» **About this exercise**:
When a line in the data below includes "filename", pick it out and copy it.

··· Supplied records ···

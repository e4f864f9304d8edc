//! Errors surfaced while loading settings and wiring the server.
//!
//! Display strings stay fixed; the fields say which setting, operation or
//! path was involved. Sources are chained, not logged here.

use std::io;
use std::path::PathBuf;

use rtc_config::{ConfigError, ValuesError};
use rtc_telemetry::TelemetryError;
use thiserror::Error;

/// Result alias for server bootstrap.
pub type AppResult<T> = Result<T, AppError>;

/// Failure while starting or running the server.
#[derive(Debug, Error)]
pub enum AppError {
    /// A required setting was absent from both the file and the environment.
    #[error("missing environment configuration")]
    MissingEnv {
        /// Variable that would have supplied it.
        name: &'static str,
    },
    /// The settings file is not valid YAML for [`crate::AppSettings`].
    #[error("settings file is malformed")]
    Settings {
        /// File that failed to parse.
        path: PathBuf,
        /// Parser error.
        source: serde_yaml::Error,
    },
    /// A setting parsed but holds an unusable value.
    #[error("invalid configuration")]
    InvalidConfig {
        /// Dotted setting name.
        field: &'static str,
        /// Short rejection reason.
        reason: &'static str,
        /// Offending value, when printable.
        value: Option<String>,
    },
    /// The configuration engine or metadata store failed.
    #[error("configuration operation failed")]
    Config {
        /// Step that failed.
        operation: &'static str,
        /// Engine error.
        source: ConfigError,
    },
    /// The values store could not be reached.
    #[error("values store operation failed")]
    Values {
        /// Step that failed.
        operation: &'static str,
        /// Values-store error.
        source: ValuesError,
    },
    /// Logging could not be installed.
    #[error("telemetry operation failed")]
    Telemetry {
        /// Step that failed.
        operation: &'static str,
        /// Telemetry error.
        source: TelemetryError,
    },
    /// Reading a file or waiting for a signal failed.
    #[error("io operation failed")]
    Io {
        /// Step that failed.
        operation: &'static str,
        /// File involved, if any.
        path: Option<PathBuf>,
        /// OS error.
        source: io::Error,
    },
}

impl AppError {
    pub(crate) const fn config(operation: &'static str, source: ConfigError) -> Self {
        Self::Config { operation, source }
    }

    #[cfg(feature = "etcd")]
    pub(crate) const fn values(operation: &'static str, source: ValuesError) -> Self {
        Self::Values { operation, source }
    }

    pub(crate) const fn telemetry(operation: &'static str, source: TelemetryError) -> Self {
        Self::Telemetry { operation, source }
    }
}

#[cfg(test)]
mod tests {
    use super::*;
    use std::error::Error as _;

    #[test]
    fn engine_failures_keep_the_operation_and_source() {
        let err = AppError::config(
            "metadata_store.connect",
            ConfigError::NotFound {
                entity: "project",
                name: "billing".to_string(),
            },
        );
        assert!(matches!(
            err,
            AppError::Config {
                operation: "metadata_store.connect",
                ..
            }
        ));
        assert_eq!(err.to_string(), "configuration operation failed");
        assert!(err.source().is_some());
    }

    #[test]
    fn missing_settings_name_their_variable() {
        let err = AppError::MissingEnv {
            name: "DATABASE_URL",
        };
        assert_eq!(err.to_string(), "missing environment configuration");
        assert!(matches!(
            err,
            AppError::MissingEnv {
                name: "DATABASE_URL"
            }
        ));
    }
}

···
··· Supplied records ···

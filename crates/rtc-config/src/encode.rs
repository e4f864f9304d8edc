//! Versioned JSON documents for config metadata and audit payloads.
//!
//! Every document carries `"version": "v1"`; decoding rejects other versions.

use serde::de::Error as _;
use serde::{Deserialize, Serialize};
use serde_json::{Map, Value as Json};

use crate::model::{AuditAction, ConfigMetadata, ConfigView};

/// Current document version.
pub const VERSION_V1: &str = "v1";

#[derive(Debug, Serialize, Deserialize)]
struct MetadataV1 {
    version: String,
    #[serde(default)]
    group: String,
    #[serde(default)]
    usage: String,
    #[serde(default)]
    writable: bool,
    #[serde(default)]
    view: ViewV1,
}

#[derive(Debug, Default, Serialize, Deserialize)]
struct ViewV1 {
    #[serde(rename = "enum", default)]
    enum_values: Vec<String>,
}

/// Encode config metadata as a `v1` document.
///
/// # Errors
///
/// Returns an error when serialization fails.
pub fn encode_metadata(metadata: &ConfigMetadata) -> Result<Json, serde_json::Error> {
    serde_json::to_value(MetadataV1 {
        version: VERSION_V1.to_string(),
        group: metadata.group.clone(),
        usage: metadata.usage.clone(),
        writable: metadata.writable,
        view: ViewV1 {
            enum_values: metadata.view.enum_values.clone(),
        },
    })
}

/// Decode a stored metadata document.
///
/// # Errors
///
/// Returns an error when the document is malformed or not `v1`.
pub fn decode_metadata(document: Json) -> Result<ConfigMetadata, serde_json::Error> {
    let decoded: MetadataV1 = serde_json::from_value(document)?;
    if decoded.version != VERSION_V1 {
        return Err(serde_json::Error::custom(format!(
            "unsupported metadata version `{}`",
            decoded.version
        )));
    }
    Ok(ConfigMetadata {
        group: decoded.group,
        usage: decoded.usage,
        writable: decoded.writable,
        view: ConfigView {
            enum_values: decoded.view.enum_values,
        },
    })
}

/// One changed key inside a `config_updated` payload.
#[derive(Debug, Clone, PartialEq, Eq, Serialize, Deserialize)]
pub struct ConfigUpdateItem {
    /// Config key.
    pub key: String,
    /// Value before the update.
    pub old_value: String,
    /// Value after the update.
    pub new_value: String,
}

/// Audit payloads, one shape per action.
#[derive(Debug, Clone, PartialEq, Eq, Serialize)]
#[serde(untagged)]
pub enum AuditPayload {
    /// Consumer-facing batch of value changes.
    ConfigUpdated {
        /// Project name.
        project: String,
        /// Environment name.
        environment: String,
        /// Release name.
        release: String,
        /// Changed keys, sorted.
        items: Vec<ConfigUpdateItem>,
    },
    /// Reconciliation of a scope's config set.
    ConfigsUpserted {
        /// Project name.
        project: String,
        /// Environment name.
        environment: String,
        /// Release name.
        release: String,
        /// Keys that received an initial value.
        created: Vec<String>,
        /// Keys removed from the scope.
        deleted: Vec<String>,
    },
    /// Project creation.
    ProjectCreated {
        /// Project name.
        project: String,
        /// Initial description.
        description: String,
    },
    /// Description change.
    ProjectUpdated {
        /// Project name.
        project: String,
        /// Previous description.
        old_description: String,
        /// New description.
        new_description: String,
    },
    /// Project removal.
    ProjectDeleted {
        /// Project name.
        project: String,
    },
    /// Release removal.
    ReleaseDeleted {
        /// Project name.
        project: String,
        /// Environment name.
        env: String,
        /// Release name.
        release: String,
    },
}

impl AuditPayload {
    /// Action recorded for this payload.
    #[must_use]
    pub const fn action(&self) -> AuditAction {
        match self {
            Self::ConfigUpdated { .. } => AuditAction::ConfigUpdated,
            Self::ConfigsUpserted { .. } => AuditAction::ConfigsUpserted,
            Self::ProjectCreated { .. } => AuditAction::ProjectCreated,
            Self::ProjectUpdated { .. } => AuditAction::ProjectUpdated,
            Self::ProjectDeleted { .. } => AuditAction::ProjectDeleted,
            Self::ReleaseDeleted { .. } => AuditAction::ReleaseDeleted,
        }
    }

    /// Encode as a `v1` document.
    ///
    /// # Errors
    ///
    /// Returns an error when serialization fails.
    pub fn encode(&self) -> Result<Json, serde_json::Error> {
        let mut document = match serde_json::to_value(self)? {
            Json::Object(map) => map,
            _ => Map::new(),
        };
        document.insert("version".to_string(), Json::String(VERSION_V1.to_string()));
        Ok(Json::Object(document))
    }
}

···
··· Supplied records ···

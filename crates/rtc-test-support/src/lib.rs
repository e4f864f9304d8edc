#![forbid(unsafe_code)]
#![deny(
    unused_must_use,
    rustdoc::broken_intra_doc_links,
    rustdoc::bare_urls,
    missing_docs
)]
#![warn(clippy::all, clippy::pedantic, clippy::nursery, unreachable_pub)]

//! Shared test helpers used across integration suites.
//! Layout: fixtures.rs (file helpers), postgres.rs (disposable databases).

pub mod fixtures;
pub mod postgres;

···

» **Task response**:
filename crates/rtc-config/src/encode.rs
filename crates/rtc-test-support/src/lib.rs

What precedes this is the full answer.